::: DATA TO PROCESS :::

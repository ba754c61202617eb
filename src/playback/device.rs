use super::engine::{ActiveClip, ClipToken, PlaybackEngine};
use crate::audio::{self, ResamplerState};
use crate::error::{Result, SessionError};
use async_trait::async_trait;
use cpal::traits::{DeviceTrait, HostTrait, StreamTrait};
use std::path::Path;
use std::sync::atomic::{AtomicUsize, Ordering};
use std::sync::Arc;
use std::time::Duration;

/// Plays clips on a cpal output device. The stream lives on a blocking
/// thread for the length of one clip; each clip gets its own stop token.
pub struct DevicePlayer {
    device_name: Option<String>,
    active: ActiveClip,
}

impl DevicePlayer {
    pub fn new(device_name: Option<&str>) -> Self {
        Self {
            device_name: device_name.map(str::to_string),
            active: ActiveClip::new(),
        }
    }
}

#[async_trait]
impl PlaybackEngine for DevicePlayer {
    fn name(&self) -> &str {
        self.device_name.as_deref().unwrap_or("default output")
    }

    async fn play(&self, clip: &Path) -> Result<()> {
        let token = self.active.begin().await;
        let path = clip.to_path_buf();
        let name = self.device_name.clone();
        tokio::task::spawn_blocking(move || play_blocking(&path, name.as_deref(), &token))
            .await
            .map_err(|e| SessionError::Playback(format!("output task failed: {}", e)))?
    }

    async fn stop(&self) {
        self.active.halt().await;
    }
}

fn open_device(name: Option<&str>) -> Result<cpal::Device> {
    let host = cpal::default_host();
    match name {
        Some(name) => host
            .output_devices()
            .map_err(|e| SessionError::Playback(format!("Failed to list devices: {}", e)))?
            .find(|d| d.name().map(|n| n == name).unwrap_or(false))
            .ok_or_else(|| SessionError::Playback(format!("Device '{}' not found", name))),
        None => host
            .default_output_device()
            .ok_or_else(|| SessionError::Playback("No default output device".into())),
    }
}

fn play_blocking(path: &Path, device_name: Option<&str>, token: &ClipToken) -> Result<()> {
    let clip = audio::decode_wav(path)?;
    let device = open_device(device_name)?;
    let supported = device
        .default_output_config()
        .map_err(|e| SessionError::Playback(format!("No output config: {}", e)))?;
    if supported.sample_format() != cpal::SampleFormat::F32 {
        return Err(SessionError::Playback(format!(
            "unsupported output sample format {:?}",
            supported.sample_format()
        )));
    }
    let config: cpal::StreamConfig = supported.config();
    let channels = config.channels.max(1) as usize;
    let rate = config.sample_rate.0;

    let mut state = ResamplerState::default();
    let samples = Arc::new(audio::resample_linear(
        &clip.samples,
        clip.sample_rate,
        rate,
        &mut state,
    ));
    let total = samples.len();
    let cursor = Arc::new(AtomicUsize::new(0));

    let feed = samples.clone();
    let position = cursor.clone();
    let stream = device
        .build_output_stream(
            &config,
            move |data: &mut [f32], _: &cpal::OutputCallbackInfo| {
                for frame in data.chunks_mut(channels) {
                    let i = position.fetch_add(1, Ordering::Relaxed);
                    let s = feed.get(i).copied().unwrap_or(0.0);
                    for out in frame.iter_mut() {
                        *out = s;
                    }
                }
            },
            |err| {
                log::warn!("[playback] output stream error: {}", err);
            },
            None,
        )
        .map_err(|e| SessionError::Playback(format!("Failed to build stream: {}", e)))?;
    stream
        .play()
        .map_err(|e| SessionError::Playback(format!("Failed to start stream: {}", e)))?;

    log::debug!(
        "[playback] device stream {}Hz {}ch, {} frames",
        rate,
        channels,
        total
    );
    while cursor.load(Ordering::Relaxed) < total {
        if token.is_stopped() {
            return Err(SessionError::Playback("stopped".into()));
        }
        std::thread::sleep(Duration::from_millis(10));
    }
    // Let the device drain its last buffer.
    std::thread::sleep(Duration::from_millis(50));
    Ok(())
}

:::
::: DATA TO PROCESS :::

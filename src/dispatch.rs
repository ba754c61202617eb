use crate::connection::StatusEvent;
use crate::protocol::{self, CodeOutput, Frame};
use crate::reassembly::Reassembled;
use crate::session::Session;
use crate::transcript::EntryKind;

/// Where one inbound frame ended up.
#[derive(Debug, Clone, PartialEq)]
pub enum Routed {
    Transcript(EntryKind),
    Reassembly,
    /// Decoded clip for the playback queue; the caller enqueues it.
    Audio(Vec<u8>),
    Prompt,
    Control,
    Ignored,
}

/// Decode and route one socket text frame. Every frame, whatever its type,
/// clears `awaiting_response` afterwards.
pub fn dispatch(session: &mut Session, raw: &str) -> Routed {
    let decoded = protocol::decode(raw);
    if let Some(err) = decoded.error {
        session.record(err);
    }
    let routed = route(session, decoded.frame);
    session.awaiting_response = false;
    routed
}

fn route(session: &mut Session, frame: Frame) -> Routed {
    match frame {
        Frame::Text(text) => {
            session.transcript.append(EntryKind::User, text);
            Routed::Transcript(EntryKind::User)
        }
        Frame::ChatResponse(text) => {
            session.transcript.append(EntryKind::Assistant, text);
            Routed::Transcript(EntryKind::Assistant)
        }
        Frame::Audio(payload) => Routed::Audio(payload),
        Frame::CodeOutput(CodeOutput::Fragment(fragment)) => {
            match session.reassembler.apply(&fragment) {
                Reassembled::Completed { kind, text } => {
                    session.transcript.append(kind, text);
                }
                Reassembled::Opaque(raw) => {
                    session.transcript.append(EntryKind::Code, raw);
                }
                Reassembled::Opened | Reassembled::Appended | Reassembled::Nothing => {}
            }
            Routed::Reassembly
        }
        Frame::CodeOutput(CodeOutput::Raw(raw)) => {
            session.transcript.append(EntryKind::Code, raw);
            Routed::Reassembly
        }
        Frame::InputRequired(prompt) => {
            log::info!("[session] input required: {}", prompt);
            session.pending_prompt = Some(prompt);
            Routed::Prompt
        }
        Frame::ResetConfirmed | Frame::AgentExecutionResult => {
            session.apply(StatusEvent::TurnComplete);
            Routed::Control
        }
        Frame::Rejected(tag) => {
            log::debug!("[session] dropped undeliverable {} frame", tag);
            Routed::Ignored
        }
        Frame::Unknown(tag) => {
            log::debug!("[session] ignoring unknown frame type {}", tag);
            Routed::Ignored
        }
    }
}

:::
::: DATA TO PROCESS :::

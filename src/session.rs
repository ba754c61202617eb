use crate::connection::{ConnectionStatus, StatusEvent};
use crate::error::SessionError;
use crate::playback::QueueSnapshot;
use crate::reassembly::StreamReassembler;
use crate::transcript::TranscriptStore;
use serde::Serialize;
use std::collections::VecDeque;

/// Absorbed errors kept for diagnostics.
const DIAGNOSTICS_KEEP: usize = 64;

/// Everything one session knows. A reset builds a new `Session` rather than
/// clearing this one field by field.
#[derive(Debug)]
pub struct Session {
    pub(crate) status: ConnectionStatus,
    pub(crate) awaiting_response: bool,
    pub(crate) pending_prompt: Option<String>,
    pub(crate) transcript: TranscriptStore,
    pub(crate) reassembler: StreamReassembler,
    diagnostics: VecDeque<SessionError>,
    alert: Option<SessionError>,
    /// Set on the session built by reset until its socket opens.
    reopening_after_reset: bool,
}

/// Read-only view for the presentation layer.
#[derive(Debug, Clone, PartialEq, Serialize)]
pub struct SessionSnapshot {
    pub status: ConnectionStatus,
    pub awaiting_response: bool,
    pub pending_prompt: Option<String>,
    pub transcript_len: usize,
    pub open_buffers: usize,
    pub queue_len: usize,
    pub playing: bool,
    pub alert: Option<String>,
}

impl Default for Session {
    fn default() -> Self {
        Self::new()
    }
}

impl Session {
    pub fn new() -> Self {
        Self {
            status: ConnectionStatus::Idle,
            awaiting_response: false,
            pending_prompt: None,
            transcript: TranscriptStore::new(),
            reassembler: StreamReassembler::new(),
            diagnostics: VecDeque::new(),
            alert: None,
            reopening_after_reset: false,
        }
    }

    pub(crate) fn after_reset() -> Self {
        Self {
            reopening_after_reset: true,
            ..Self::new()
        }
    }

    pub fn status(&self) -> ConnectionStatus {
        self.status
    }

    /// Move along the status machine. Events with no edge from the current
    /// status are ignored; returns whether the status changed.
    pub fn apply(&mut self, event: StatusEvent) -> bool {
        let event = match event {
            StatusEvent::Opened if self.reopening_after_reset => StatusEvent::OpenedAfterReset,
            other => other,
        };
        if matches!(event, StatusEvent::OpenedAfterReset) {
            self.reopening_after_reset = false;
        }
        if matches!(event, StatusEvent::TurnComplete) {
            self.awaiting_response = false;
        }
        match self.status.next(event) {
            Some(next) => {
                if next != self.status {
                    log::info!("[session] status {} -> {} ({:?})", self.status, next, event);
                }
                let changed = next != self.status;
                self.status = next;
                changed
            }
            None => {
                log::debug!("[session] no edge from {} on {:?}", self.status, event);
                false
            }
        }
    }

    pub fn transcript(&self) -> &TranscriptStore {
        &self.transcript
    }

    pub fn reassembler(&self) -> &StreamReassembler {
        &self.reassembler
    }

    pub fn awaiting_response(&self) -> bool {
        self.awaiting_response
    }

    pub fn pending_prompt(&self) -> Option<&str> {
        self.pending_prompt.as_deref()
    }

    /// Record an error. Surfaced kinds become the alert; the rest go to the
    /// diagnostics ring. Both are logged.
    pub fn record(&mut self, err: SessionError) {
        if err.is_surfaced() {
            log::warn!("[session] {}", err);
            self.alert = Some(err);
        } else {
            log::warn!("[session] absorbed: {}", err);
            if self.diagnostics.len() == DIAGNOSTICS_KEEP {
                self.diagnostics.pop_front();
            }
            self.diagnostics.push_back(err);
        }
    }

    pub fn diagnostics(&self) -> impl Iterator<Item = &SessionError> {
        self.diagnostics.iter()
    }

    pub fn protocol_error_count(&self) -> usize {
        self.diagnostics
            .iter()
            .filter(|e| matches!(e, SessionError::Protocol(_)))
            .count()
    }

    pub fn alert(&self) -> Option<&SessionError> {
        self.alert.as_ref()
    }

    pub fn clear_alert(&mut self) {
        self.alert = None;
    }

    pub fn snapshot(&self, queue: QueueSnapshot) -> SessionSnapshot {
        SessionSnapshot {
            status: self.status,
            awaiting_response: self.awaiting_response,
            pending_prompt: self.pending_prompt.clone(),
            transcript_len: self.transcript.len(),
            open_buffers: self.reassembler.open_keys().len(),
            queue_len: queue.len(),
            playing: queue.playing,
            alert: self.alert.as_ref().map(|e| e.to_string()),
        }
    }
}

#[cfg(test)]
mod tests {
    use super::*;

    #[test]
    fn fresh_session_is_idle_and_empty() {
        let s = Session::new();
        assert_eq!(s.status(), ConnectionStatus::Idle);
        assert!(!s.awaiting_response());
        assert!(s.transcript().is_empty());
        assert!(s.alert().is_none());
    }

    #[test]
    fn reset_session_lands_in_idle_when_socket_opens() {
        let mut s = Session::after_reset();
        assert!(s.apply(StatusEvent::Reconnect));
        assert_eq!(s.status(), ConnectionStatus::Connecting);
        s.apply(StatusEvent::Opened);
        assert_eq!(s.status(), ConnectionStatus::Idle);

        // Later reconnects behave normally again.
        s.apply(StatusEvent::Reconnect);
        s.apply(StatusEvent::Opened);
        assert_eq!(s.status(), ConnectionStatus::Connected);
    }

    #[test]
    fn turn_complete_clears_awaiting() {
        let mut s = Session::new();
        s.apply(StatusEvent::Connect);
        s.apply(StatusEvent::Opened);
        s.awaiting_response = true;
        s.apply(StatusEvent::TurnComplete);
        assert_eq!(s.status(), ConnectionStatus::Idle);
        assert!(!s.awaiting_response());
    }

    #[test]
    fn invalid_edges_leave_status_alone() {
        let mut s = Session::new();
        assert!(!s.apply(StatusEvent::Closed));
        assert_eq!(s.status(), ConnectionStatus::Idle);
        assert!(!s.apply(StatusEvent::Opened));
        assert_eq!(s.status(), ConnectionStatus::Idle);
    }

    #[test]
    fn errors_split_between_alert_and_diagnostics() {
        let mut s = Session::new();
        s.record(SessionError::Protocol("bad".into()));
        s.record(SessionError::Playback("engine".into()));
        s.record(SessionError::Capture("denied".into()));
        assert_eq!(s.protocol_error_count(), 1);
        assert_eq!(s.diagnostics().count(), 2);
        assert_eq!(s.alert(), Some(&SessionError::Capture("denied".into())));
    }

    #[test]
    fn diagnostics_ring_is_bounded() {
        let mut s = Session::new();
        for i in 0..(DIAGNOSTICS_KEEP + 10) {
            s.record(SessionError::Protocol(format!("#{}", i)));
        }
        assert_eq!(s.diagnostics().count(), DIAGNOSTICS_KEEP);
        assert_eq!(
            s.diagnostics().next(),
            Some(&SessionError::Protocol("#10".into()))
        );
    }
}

:::

Write out, from the lines above, only those from the line with "fn name(&self) ->" to the line with "let config: cpal::StreamConfig", exactly as given, including the first and the last.

    fn name(&self) -> &str {
        self.device_name.as_deref().unwrap_or("default output")
    }

    async fn play(&self, clip: &Path) -> Result<()> {
        let token = self.active.begin().await;
        let path = clip.to_path_buf();
        let name = self.device_name.clone();
        tokio::task::spawn_blocking(move || play_blocking(&path, name.as_deref(), &token))
            .await
            .map_err(|e| SessionError::Playback(format!("output task failed: {}", e)))?
    }

    async fn stop(&self) {
        self.active.halt().await;
    }
}

fn open_device(name: Option<&str>) -> Result<cpal::Device> {
    let host = cpal::default_host();
    match name {
        Some(name) => host
            .output_devices()
            .map_err(|e| SessionError::Playback(format!("Failed to list devices: {}", e)))?
            .find(|d| d.name().map(|n| n == name).unwrap_or(false))
            .ok_or_else(|| SessionError::Playback(format!("Device '{}' not found", name))),
        None => host
            .default_output_device()
            .ok_or_else(|| SessionError::Playback("No default output device".into())),
    }
}

fn play_blocking(path: &Path, device_name: Option<&str>, token: &ClipToken) -> Result<()> {
    let clip = audio::decode_wav(path)?;
    let device = open_device(device_name)?;
    let supported = device
        .default_output_config()
        .map_err(|e| SessionError::Playback(format!("No output config: {}", e)))?;
    if supported.sample_format() != cpal::SampleFormat::F32 {
        return Err(SessionError::Playback(format!(
            "unsupported output sample format {:?}",
            supported.sample_format()
        )));
    }
    let config: cpal::StreamConfig = supported.config();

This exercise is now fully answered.